SPEAKER_01On on that note, um this might be a funny sort of anecdote to end with. Um I once heard a um a rabbi, uh he was sort of a New York rabbi, and he was talking about the person of Jesus in conversation with um with a Christian priest, and they were just sort of having this dialogue. And the rabbi said this thing that I thought was so fascinating. He was saying, Jesus, Jesus was a Jew, and if you want to understand Jesus, read all of his his um speaking lines in the Bible, all of his dialogue with the voice of a New York Jew, and you will see a very, very funny man. That made so much sense, and and I I encourage everybody to try and do that, um, that talking about culture and all of these things, you you realize that like some cultures have very, very dry humor, and if you can um if you can read that in Jesus, you actually do see a really, really funny guy, and um he's just sort of this funny Jewish guy 2,000 years ago who can be a little bit like grumpy at times, he can be um uh all sorts of things, and we have to understand that our culture and what like the ways that we express emotion in Australia, the way that we express um humor in Australia, the way we express like you know crankiness in Australia, are just totally different to what a um you know Middle Eastern Jew 2,000 years ago would have done. And so I'm not gonna I'm not gonna do a voice or anything, but I'd encourage everybody to to do that for themselves in their in their private time.

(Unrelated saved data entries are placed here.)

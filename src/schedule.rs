//! Background driver for scheduled syncs.
//!
//! Wakes every tick period and asks the service to run whatever schedules are due.
//! Runs are sequential, so a slow shop delays the next tick instead of
//! overlapping with it.

use std::time::Duration;
use chrono::Utc;
use tokio::sync::watch;
use tokio::time::MissedTickBehavior;
use crate::service::CatalogService;

pub struct SyncScheduler {
    service: CatalogService,
    period: Duration,
}

impl SyncScheduler {
    pub fn new(service: CatalogService, tick: Duration) -> Self {
        Self { service, period: tick.max(Duration::from_secs(1)) }
    }

    /// One pass over the schedules. Returns how many syncs were started.
    pub async fn tick(&self) -> usize {
        match self.service.run_due_syncs(Utc::now()).await {
            Ok(runs) => runs.len(),
            Err(err) => {
                tracing::error!(error = %err, "could not load sync schedules");
                0
            }
        }
    }

    /// Loops until `shutdown` flips to `true` or its sender is dropped.
    pub async fn run(self, mut shutdown: watch::Receiver<bool>) {
        tracing::info!(tick_secs = self.period.as_secs(), "sync scheduler started");
        let mut interval = tokio::time::interval(self.period);
        interval.set_missed_tick_behavior(MissedTickBehavior::Delay);

        loop {
            tokio::select! {
                _ = interval.tick() => {
                    let started = self.tick().await;
                    if started > 0 { tracing::debug!(started, "scheduled syncs ran"); }
                }
                changed = shutdown.changed() => {
                    if changed.is_err() || *shutdown.borrow() {
                        tracing::info!("sync scheduler stopped");
                        break;
                    }
                }
            }
        }
    }
}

SPEAKER_00Yeah, look, that is actually a really good thing for us to consider, isn't it? We we often read Jesus beyond the time and place that he was in. Yep. Yeah. Yeah, that is really that that is a lovely idea. It's it's a fascinating uh for me, it is a fascinating conversation. The study for this Sunday sermon was was challenging but enjoyable in that it opens up a really powerful question of how do we understand God and how do we look at God in our way. Yeah. So any more that you would like to add, Nick? I think that's it from me.
SPEAKER_01I got all of my points across in the kids' talk on Sunday.
SPEAKER_00Yeah, yeah. And thank you for using a 15-year-old photo of me. I uh I appreciate it deeply.
SPEAKER_01Yep, yep, yep. Yeah, yeah. That's even a photo of Richard, yeah. Yeah, yeah, yeah.
SPEAKER_00Um so now over the coming weeks, I've got a couple of Sundays off, but you're preaching the 19th, I believe. Yeah.
SPEAKER_01And that's the evening. I'll be preaching on uh free will. That's another curly one. Yeah.
SPEAKER_00Oh, well, this week's one is the problem of evil.
SPEAKER_01Yeah, okay, that's the curliest. Yeah, yeah.
SPEAKER_00So this week I'm not here as well. We've got Phil Rogers at 8 and 6 and Sue Scott at 10. Lovely. Looking at the problem of evil, and then the week after, yourself and Lee playing with free will. Um, uh yes. I I did not intentionally organise myself to be on holiday with the um big questions, yeah, but enjoying the fact that I am. Um other things to note, we've got coffee and cars coming up on the 25th or 26th of July, whatever that last Sunday of July is, and we're gonna have pizzas and a few cars. Um got the holiday kids club this Wednesday, which is probably about the same day that this podcast will come out. Um, I think those are the key bits that we need to keep in mind. That's it. Um, thank you so much for joining us, Nick. Thank you, Richard. Great conversation. And thanks everyone for listening in. We'll talk to you another one. Bye.
SPEAKER_01Have a great week, guys. Bye.